PROBLEM:
Where "Deserialization" appears in a line of the entries below, that line should be copied.

[Records drawn from a dataset]
□ □ □

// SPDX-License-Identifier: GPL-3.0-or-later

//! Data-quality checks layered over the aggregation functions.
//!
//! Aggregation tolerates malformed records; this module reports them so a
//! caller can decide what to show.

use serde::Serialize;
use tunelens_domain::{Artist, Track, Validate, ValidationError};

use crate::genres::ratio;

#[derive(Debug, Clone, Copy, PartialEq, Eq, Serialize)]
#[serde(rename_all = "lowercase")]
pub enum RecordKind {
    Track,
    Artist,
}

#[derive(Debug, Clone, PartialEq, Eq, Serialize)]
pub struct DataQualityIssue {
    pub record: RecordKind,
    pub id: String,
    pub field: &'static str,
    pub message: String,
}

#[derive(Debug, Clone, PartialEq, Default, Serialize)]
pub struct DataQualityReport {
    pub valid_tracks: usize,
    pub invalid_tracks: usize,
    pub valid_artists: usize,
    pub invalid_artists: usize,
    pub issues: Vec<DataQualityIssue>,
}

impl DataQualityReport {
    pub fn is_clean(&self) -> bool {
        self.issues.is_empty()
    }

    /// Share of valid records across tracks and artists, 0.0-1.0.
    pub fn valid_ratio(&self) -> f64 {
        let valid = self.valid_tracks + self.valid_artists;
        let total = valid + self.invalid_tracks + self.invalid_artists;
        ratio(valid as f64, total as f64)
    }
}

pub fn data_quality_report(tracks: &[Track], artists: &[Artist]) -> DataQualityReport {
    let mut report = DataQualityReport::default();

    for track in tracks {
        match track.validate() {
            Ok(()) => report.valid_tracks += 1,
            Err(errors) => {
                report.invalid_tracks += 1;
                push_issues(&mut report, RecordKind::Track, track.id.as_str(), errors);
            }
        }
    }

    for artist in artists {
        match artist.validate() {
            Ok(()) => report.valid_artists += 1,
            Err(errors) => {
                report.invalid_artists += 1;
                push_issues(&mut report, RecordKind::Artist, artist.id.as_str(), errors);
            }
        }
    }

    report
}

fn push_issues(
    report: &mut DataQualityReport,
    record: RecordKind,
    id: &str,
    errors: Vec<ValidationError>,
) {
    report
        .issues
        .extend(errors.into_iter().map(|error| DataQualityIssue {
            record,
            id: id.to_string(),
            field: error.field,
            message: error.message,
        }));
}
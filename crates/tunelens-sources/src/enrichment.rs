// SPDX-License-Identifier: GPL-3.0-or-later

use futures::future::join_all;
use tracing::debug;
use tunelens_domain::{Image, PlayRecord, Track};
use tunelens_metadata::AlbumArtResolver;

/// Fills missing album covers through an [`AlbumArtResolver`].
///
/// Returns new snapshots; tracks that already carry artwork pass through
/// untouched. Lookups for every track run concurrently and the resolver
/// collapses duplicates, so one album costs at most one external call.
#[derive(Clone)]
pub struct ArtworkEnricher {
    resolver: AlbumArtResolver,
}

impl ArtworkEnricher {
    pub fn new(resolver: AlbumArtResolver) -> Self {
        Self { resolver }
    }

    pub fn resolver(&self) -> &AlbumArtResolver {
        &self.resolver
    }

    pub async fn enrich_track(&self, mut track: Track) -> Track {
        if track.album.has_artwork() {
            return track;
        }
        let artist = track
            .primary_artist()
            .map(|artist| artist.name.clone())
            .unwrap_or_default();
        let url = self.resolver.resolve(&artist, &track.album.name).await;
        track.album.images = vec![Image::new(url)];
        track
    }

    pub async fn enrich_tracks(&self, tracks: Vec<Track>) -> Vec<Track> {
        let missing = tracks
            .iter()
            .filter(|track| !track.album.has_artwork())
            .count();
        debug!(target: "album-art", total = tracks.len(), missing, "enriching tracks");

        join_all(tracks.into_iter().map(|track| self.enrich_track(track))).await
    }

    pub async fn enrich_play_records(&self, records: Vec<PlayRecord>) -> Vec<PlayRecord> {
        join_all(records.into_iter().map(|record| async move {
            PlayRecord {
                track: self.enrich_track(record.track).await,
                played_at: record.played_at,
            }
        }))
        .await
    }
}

□ □ □

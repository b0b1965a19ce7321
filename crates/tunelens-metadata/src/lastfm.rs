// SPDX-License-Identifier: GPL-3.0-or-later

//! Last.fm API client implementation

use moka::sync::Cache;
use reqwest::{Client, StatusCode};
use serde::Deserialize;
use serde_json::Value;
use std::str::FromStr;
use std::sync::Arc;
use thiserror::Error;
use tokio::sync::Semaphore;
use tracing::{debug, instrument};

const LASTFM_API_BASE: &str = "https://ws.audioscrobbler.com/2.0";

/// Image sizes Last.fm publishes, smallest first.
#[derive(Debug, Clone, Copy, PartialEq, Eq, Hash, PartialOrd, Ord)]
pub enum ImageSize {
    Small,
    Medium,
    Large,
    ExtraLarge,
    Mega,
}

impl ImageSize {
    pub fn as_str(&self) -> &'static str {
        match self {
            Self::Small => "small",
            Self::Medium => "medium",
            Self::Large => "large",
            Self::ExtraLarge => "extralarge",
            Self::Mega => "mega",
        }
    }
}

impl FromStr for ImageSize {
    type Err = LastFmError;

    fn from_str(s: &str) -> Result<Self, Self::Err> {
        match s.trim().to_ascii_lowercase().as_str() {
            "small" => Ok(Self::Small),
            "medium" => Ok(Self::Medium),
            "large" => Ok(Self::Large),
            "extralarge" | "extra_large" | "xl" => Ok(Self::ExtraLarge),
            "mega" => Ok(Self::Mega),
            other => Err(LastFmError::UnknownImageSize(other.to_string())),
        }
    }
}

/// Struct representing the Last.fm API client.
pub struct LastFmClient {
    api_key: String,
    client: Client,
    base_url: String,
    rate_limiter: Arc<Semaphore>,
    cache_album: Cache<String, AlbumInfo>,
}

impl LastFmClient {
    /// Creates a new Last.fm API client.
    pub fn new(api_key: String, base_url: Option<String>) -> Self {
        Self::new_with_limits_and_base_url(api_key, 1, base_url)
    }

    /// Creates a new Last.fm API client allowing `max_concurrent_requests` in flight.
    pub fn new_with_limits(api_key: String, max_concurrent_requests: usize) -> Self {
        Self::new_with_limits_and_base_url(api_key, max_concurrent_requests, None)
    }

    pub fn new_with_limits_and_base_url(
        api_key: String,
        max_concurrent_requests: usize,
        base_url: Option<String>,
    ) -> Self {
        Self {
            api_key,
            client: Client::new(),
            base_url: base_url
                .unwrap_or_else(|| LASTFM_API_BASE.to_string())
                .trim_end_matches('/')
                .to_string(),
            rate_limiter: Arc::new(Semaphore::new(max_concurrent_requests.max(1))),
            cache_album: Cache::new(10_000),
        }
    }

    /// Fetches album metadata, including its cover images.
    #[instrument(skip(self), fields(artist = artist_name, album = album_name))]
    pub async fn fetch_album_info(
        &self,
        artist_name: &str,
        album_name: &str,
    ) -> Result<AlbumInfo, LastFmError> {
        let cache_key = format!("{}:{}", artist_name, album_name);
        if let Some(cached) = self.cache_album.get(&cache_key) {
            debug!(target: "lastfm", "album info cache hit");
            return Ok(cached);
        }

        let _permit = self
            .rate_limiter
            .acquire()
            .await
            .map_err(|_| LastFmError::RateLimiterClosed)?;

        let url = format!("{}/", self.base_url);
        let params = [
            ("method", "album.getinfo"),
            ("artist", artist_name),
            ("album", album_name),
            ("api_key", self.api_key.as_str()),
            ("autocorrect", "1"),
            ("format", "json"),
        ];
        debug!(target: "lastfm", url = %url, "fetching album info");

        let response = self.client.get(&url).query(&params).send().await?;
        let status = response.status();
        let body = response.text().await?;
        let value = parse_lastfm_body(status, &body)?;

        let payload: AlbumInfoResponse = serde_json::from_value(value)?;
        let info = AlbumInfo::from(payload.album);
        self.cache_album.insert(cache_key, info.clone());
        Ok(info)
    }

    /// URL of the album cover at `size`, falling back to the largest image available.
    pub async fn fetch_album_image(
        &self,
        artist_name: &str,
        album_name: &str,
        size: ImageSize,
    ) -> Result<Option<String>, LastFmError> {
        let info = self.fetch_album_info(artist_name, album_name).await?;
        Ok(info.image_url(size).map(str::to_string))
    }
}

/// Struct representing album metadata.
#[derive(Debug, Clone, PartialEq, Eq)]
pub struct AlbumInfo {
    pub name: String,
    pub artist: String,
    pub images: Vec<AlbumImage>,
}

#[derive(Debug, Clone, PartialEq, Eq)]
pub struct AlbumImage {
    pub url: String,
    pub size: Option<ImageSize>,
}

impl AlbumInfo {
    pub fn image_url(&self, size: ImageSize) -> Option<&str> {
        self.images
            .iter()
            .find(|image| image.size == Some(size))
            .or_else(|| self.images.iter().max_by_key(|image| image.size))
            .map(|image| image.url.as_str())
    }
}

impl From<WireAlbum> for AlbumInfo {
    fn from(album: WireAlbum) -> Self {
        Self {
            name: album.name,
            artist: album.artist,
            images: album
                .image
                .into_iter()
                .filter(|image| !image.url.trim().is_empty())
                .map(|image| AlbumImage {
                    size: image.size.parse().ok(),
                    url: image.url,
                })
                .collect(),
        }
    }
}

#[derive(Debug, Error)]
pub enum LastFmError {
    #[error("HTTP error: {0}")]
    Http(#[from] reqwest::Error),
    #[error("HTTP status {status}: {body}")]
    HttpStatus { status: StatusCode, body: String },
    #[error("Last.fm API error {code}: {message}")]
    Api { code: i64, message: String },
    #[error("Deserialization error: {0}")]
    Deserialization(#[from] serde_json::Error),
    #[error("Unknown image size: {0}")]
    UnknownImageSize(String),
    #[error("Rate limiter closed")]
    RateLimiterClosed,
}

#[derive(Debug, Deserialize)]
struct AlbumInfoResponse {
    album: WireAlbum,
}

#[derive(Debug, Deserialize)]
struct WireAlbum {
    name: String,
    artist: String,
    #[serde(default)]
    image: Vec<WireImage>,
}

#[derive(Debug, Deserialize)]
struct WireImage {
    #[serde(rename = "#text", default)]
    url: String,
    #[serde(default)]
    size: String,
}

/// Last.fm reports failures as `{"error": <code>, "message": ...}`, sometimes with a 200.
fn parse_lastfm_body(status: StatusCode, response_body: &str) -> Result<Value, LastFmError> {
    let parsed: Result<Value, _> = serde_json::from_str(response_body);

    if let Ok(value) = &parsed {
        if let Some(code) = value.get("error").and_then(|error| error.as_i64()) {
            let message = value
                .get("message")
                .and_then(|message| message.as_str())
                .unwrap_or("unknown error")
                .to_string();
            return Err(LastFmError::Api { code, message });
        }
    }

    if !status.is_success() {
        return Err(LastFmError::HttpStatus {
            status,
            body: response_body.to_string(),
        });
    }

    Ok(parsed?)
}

□ □ □

WRITTEN SOLUTION:
    #[error("Deserialization error: {0}")]
    Deserialization(#[from] serde_json::Error),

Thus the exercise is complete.